Dugaan sebagaimana diatas didasari dengan adanya Issue yang beredar yang menyebutkan bahwa Perbuatan sebagaimana yang terjadi di era Kepemimpinan oknum Kepala Badan urusan Pendapatan Asli Daerah Kota Jambi berupa pemotongan insentif.

Pemungutan pajak kembali terjadi dengan modus yang diperkirakan sama persis dan mempergunakan tangan salah satu staff yang dinilai dapat dipercaya mampu melaksanakan perintah secara Profesional  atau  setidak – tidaknya  ada pemikiran dan keyakinan jika tersentuh hukum oknum pemberi perintah bisa cuci tangan buang badan. 

Kali rekayasa untuk melakukan Pengumpulan uang dengan modus pemotongan hak penerima hak dengan dalih Untuk kepentingan Tunjangan Hari Raya (THR) dengan nominal sebesar Rp. 2.500.00000 (Dua Juta Lima Ratus Ribu Rupiah) dan bagi kepentingan kewajiban Ibadah Kurban sebesar Rp. 2.700.000,00  (Dua Juta Tujuh Ratus Ribu Rupiah) dan ada setoran buat bayar sumbangan kepada pihak  khusus dan tertentu dengan nilai bervariasi sesuai dengan Pangkat, Golongan dan Jabatan sebesar Rp.5.500.000,00 (Lima Juta Lima Ratus Ribu Rupiah) dan sebesar Rp. 10.000.000,00 (Sepuluh Juta Rupiah) bagi yang menduduki Jabatan sebagai Kepala Bidang serta tanpa pemotongan bagi Aparatur Sipil Negara (ASN) yang berstatus sebagai Staff. 

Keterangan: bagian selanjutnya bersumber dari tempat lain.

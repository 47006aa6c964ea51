//! Semantic analysis errors.

use thiserror::Error;

use crate::diagnostics::{Diagnostic, ErrorCode};

/// Errors raised during semantic analysis. Analysis stops at the first one.
#[derive(Debug, Clone, Error)]
pub enum SemaError {
    #[error("undefined identifier: {0}")]
    UndefinedIdentifier(String),

    #[error("undefined type: {0}")]
    UndefinedType(String),

    #[error("redefinition of '{0}'")]
    Redefinition(String),

    #[error("unknown module: {0}")]
    UnknownModule(String),

    #[error("module '{module}' has no public member named '{member}'")]
    NoSuchModuleMember { module: String, member: String },

    #[error("type mismatch in {context}: expected {expected}, got {found}")]
    TypeMismatch {
        context: String,
        expected: String,
        found: String,
    },

    #[error("condition must be of type bool, got {0}")]
    NonBoolCondition(String),

    #[error("use of moved variable: {0}")]
    UseOfMoved(String),

    #[error("cannot assign to immutable variable '{0}'")]
    AssignToImmutable(String),

    #[error("invalid assignment target")]
    InvalidAssignTarget,

    #[error("argument count mismatch: expected {expected}, got {found}")]
    ArgumentCount { expected: usize, found: usize },

    #[error("argument {index} type mismatch: expected {expected}, got {found}")]
    ArgumentType {
        index: usize,
        expected: String,
        found: String,
    },

    #[error("called object is not a function: {0}")]
    NotCallable(String),

    #[error("cannot index non-array/pointer type: {0}")]
    NotIndexable(String),

    #[error("array index must be an integer, got {0}")]
    NonIntegerIndex(String),

    #[error("cannot dereference non-pointer type: {0}")]
    NotAPointer(String),

    #[error("{op} requires {expected} operand, got {found}")]
    InvalidOperand {
        op: String,
        expected: String,
        found: String,
    },

    #[error("break statement outside of loop or switch")]
    BreakOutside,

    #[error("continue statement outside of loop")]
    ContinueOutside,

    #[error("cannot access private {what} '{member}' of '{owner}'")]
    PrivateAccess {
        what: String,
        member: String,
        owner: String,
    },

    #[error("generic argument count mismatch for {0}")]
    GenericArity(String),

    #[error("unknown request constraint '{0}'")]
    UnknownRequest(String),

    #[error("type '{ty}' does not satisfy request '{request}': {reason}")]
    ConstraintUnsatisfied {
        ty: String,
        request: String,
        reason: String,
    },

    #[error("{0}")]
    InvalidQuestion(String),

    #[error("{0}")]
    Other(String),
}

impl SemaError {
    fn code(&self) -> ErrorCode {
        match self {
            SemaError::UndefinedIdentifier(_) => ErrorCode::UndefinedIdentifier,
            SemaError::UndefinedType(_) => ErrorCode::UndefinedType,
            SemaError::Redefinition(_) => ErrorCode::DuplicateDefinition,
            SemaError::UnknownModule(_) | SemaError::NoSuchModuleMember { .. } => {
                ErrorCode::UnknownModule
            }
            SemaError::TypeMismatch { .. } => ErrorCode::TypeMismatch,
            SemaError::NonBoolCondition(_) => ErrorCode::NonBoolCondition,
            SemaError::UseOfMoved(_) => ErrorCode::UseOfMoved,
            SemaError::AssignToImmutable(_) | SemaError::InvalidAssignTarget => {
                ErrorCode::InvalidOperand
            }
            SemaError::ArgumentCount { .. } => ErrorCode::ArgumentCount,
            SemaError::ArgumentType { .. } => ErrorCode::TypeMismatch,
            SemaError::NotCallable(_) => ErrorCode::NotCallable,
            SemaError::NotIndexable(_) | SemaError::NonIntegerIndex(_) => ErrorCode::NotIndexable,
            SemaError::NotAPointer(_) => ErrorCode::NotAPointer,
            SemaError::InvalidOperand { .. } => ErrorCode::InvalidOperand,
            SemaError::BreakOutside | SemaError::ContinueOutside => ErrorCode::InvalidControlFlow,
            SemaError::PrivateAccess { .. } => ErrorCode::PrivateAccess,
            SemaError::GenericArity(_) => ErrorCode::GenericArityMismatch,
            SemaError::UnknownRequest(_) | SemaError::ConstraintUnsatisfied { .. } => {
                ErrorCode::ConstraintUnsatisfied
            }
            SemaError::InvalidQuestion(_) => ErrorCode::InvalidQuestion,
            SemaError::Other(_) => ErrorCode::TypeMismatch,
        }
    }
}

impl From<SemaError> for Diagnostic {
    fn from(error: SemaError) -> Self {
        let code = error.code();
        Diagnostic::error(error.to_string()).with_code(code)
    }
}
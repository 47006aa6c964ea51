//! Name mangling and monomorphization.
//!
//! Generic declarations are blueprints; every specialization site asks for
//! a concrete clone keyed by a deterministic mangled name. A cache entry is
//! created before the clone is analyzed, which terminates recursive
//! specializations. Clones are appended to the analyzer's owned-node list
//! so the MIR builder can traverse them.

use crate::ast::*;
use crate::sema::substitute::Substituter;
use crate::sema::{Sema, SemaError, SemaResult, TypeDeclEntry};
use crate::types::{Type, TypeMap};

/// Build the deterministic mangled name for `base` specialized with
/// `type_args`: the textual form of each argument with `*` replaced by
/// `Ptr` and bracket/comma/space/paren/colon collapsed to `_`.
pub fn mangle(base: &str, type_args: &[Type]) -> String {
    let mut mangled = format!("{base}_");
    for (index, arg) in type_args.iter().enumerate() {
        let replaced = arg.to_string().replace('*', "Ptr");
        for c in replaced.chars() {
            mangled.push(match c {
                '[' | ']' | ',' | ' ' | '(' | ')' | ':' => '_',
                other => other,
            });
        }
        if index + 1 < type_args.len() {
            mangled.push('_');
        }
    }
    mangled
}
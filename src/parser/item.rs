//! Declaration parsing: variables, functions, structs, enums, classes,
//! requests, imports.

use super::{ParseResult, Parser};
use crate::ast::*;
use crate::diagnostics::ErrorCode;
use crate::lexer::TokenKind;
use crate::types::Type;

Demi terciptanya Aparatur Penyelengara Negara (ASN) yang Bersih dan Berwibawah serta Bebas daripada  Korupsi, Kolusi dan Nepotisme (Clean And Good Governance), Hingga tak ada lagi Pejabat Negara yang memiliki pandangan dan/atau menganggap jabatan dan kekuasaan adalah sumber rezeki guna memperkaya diri serta jangan lagi ada upaya Pejabat mengorbankan Pejabat, sesama pejabat jangan saling peras, Hak dan Kewenangan bukanlah alat untuk menjadikan bawahan sebagai sapi Perah, Kami berharap kiranya Aparat Penegak Hukum dapat melakukan Penelusuran atas issue yang dimaksud.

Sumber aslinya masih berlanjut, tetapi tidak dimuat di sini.